26. According to proviso (i) to Sub-section (1) (a) of Section 4 of the Central Excises and Salt Act, 1944, where different prices are charged by the assessees from different classes of buyers, each such price shall constitute the price of the goods provided they satisfy the other ingredients of the said Section 4 (1) (a). One of the ingredients for 'normal price' Under Section 4(1) (a) of the Act is that the price must be the sole consideration for the sale of goods and there should be no other consideration except the price for the sale of the goods. If the price, in a particular transaction, is not the sole consideration and there is some additional consideration flowing directly or indirectly from the buyer to the assessee, either in cash or in any other form, the additional consideration quantified in terms of money value is to be added to the price declared by the assessee for determining the normal price of the goods."

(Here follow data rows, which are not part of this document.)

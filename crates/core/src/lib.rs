//! # AuthKit Core
//!
//! Authentication client logic - no HTTP stack of its own.
//!
//! This crate contains:
//! - PKCE generation and authorization URL building
//! - Token decoding and validation, assurance levels and step-up
//! - The auto-refresh scheduler and refresh listeners
//! - Role catalog and permission matching
//! - The [`AuthClient`] facade, written against the [`HttpTransport`] port
//!
//! ## Architecture Principles
//! - Only depends on `authkit-common` and `authkit-domain`
//! - No HTTP client code; all I/O goes through [`HttpTransport`]
//! - Validation, matching and PKCE are synchronous and side-effect free

pub mod auth;
pub mod rbac;
pub mod testing;

// Re-export specific items to avoid ambiguity
pub use auth::client::AuthClient;
pub use auth::ports::{
    HttpMethod, HttpRequest, HttpResponse, HttpTransport, RequestBody, TransportError,
};
pub use auth::refresh::{AutoRefreshHandle, AutoRefreshOptions, RefreshCallback, Subscription};
pub use auth::user_context::{Grants, UserContext};
pub use rbac::{check_permission, matches_permission, RoleCatalog, RoleCatalogError, RoleDefinition};
//! Permission string matching
//!
//! Permissions are `resource:action` strings, optionally with a trailing
//! scope segment (`users:read:self`).

/// Whether a granted permission covers a required one.
///
/// Rules, in precedence order:
///
/// ## 1. Global wildcard
/// ```text
/// User has: "*"
/// Checking: anything
/// Result:   GRANTED
/// ```
///
/// ## 2. Exact match
///
/// ## 3. Action wildcard
/// ```text
/// User has: "users:*"
/// Checking: "users:read", "users:delete:any"
/// Result:   GRANTED
/// ```
///
/// ## 4. Scoped permission
/// ```text
/// User has: "users:read"
/// Checking: "users:read:self"
/// Result:   GRANTED
/// ```
///
/// There is no cross-resource wildcard: `*:read` does not grant `users:read`.
#[must_use]
pub fn matches_permission(user_permission: &str, required: &str) -> bool {
    if user_permission == "*" || user_permission == required {
        return true;
    }

    if let Some(resource) = user_permission.strip_suffix(":*") {
        return required
            .strip_prefix(resource)
            .is_some_and(|rest| rest.starts_with(':'));
    }

    user_permission.contains(':')
        && required
            .strip_prefix(user_permission)
            .is_some_and(|rest| rest.starts_with(':'))
}

/// Whether any of `granted` covers `required`.
pub fn check_permission<S: AsRef<str>>(granted: &[S], required: &str) -> bool {
    granted.iter().any(|permission| matches_permission(permission.as_ref(), required))
}
//! Role-based access control
//!
//! - [`matcher`]: wildcard permission matching shared by every check
//! - [`catalog`]: static role graph with inheritance, resolved at load

pub mod catalog;
pub mod matcher;

pub use catalog::{RoleCatalog, RoleCatalogError, RoleDefinition};
pub use matcher::{check_permission, matches_permission};
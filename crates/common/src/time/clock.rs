//! Clock abstraction for testability

use std::sync::Arc;
use std::time::{Duration, Instant, SystemTime, UNIX_EPOCH};

use parking_lot::Mutex;

/// Trait for time operations to enable deterministic testing
pub trait Clock: Send + Sync + 'static {
    /// Get current instant (monotonic time)
    fn now(&self) -> Instant;

    /// Get current system time (wall clock)
    fn system_time(&self) -> SystemTime;

    /// Get milliseconds since UNIX epoch
    #[allow(clippy::cast_possible_truncation)]
    fn millis_since_epoch(&self) -> u64 {
        self.system_time().duration_since(UNIX_EPOCH).unwrap_or_default().as_millis() as u64
    }

    /// Get whole seconds since UNIX epoch, the unit of JWT time claims
    fn unix_secs(&self) -> i64 {
        i64::try_from(self.system_time().duration_since(UNIX_EPOCH).unwrap_or_default().as_secs())
            .unwrap_or(i64::MAX)
    }
}

/// Real system clock implementation for production use
#[derive(Debug, Clone, Copy, Default)]
pub struct SystemClock;

impl Clock for SystemClock {
    fn now(&self) -> Instant {
        Instant::now()
    }

    fn system_time(&self) -> SystemTime {
        SystemTime::now()
    }
}

/// Implement Clock for Arc<T> where T: Clock for convenient cloning
impl<T: Clock> Clock for Arc<T> {
    fn now(&self) -> Instant {
        (**self).now()
    }

    fn system_time(&self) -> SystemTime {
        (**self).system_time()
    }
}

/// Mock clock for deterministic testing
///
/// Clones share the same elapsed time, so a test can keep one handle and
/// give another to the code under test.
#[derive(Debug, Clone)]
pub struct MockClock {
    start: Instant,
    epoch_offset: Duration,
    elapsed: Arc<Mutex<Duration>>,
}

impl MockClock {
    /// Create a mock clock whose wall time starts at the UNIX epoch
    pub fn new() -> Self {
        Self::at_unix_secs(0)
    }

    /// Create a mock clock whose wall time starts at `secs` past the epoch
    pub fn at_unix_secs(secs: u64) -> Self {
        Self {
            start: Instant::now(),
            epoch_offset: Duration::from_secs(secs),
            elapsed: Arc::new(Mutex::new(Duration::ZERO)),
        }
    }

    /// Advance the mock clock by a duration
    pub fn advance(&self, duration: Duration) {
        *self.elapsed.lock() += duration;
    }

    /// Set the mock clock to a specific elapsed time
    pub fn set_elapsed(&self, duration: Duration) {
        *self.elapsed.lock() = duration;
    }

    /// Get the current elapsed time
    pub fn elapsed(&self) -> Duration {
        *self.elapsed.lock()
    }
}

impl Default for MockClock {
    fn default() -> Self {
        Self::new()
    }
}

impl Clock for MockClock {
    fn now(&self) -> Instant {
        self.start + self.elapsed()
    }

    fn system_time(&self) -> SystemTime {
        UNIX_EPOCH + self.epoch_offset + self.elapsed()
    }
}
//! Port interfaces for talking to the authorization server
//!
//! The core never links an HTTP client. Everything that leaves the process
//! is described as an [`HttpRequest`] and handed to an [`HttpTransport`]
//! implementation (reqwest in `authkit-infra`, a scripted mock in tests).

use std::fmt;
use std::sync::Arc;

use async_trait::async_trait;
use authkit_domain::AuthError;
use serde::de::DeserializeOwned;
use serde_json::Value;
use thiserror::Error;

#[derive(Debug, Clone, Copy, PartialEq, Eq, Hash)]
pub enum HttpMethod {
    Get,
    Post,
    Delete,
}

impl HttpMethod {
    #[must_use]
    pub const fn as_str(self) -> &'static str {
        match self {
            Self::Get => "GET",
            Self::Post => "POST",
            Self::Delete => "DELETE",
        }
    }
}

impl fmt::Display for HttpMethod {
    fn fmt(&self, f: &mut fmt::Formatter<'_>) -> fmt::Result {
        f.write_str(self.as_str())
    }
}

#[derive(Debug, Clone, PartialEq)]
pub enum RequestBody {
    Json(Value),
    /// `application/x-www-form-urlencoded` pairs, in order.
    Form(Vec<(String, String)>),
}

/// Outgoing request with an absolute URL.
#[derive(Debug, Clone, PartialEq)]
pub struct HttpRequest {
    pub method: HttpMethod,
    pub url: String,
    pub headers: Vec<(String, String)>,
    pub body: Option<RequestBody>,
}

impl HttpRequest {
    pub fn new(method: HttpMethod, url: impl Into<String>) -> Self {
        Self { method, url: url.into(), headers: Vec::new(), body: None }
    }

    pub fn get(url: impl Into<String>) -> Self {
        Self::new(HttpMethod::Get, url)
    }

    pub fn delete(url: impl Into<String>) -> Self {
        Self::new(HttpMethod::Delete, url)
    }

    pub fn post_json(url: impl Into<String>, body: Value) -> Self {
        Self { body: Some(RequestBody::Json(body)), ..Self::new(HttpMethod::Post, url) }
    }

    pub fn post_form(url: impl Into<String>, pairs: Vec<(String, String)>) -> Self {
        Self { body: Some(RequestBody::Form(pairs)), ..Self::new(HttpMethod::Post, url) }
    }

    #[must_use]
    pub fn header(mut self, name: impl Into<String>, value: impl Into<String>) -> Self {
        self.headers.push((name.into(), value.into()));
        self
    }

    #[must_use]
    pub fn bearer(self, token: &str) -> Self {
        self.header("Authorization", format!("Bearer {token}"))
    }

    /// Value of the first header with the given name (case-insensitive).
    #[must_use]
    pub fn header_value(&self, name: &str) -> Option<&str> {
        self.headers
            .iter()
            .find(|(key, _)| key.eq_ignore_ascii_case(name))
            .map(|(_, value)| value.as_str())
    }
}

/// Response status and raw body. Bodies are small JSON documents, so they
/// are buffered whole.
#[derive(Debug, Clone, PartialEq, Eq)]
pub struct HttpResponse {
    pub status: u16,
    pub body: String,
}

impl HttpResponse {
    pub fn new(status: u16, body: impl Into<String>) -> Self {
        Self { status, body: body.into() }
    }

    #[must_use]
    pub const fn is_success(&self) -> bool {
        self.status >= 200 && self.status < 300
    }

    /// Deserialize the body as JSON.
    ///
    /// # Errors
    /// Returns the serde error if the body is not valid JSON for `T`.
    pub fn json<T: DeserializeOwned>(&self) -> Result<T, serde_json::Error> {
        serde_json::from_str(&self.body)
    }
}

/// Failure to get any HTTP response at all.
#[derive(Debug, Clone, PartialEq, Eq, Error)]
pub enum TransportError {
    #[error("connection failed: {0}")]
    Connect(String),

    #[error("request timed out: {0}")]
    Timeout(String),

    #[error("invalid request: {0}")]
    InvalidRequest(String),

    #[error("failed to read response body: {0}")]
    Body(String),

    #[error("http error: {0}")]
    Other(String),
}

impl From<TransportError> for AuthError {
    fn from(value: TransportError) -> Self {
        Self::Network(value.to_string())
    }
}

/// Trait for executing HTTP requests against the authorization server
#[async_trait]
pub trait HttpTransport: Send + Sync + 'static {
    /// Execute a request and return whatever status the server answered
    /// with; non-2xx statuses are not errors at this layer.
    async fn execute(&self, request: HttpRequest) -> Result<HttpResponse, TransportError>;
}

#[async_trait]
impl<T: HttpTransport + ?Sized> HttpTransport for Arc<T> {
    async fn execute(&self, request: HttpRequest) -> Result<HttpResponse, TransportError> {
        (**self).execute(request).await
    }
}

13. On appeal the learned Adjudicating Authority while confirming the adjudication order observed as follows -
"...It is not the case of the department that discounts/rebates stated above are being rejected on the ground that they are not uniform to all other buyers of appellants. In fact, no buyers are getting any discounted price except the appellants, and the Assistant Collector has also produced evidence that appellants have received a suitably large sum as interest free-loan from their buyers namely M/s. Ponds India Limited. Therefore, it is not the question of uniformity of rebate/discount, but it is the question of discount which is allowed only to a particular buyer and not allowed in accordance with the normal practice of wholesale trade..." and that "...Section 4(4)(d)(ii) authorises deductions of discounts in the following words: the trade discount (such discount not being refundable on any account whatsoever) allowed in accordance with the normal practice of the wholesale trade at the time of removal in respect of the goods sold or contracted for sale. Therefore, before a trade discount can be eligible for deduction, it has to be established that such trade discount is being allowed, in accordance with the normal practice of wholesale trade. In the present case quantity rebate fixed on a slab basis dependent on the quantity proposed to be purchased is not allowable to the other customers. But only to Ponds India because no intimation of such available discount was given to the other buyers. Special body maker rebate is said to be a rebate on account of economics in making a large number of units and cash discount is only allowed to M/s. Ponds India Limited and not to other purchasers of the appellants: As such it cannot be said that such discounts, as stated above, are allowed in accordance with the normal practice of wholesale trade of appellants. Therefore, the discounts mentioned above are not admissible under the Central Excises and Salt Act."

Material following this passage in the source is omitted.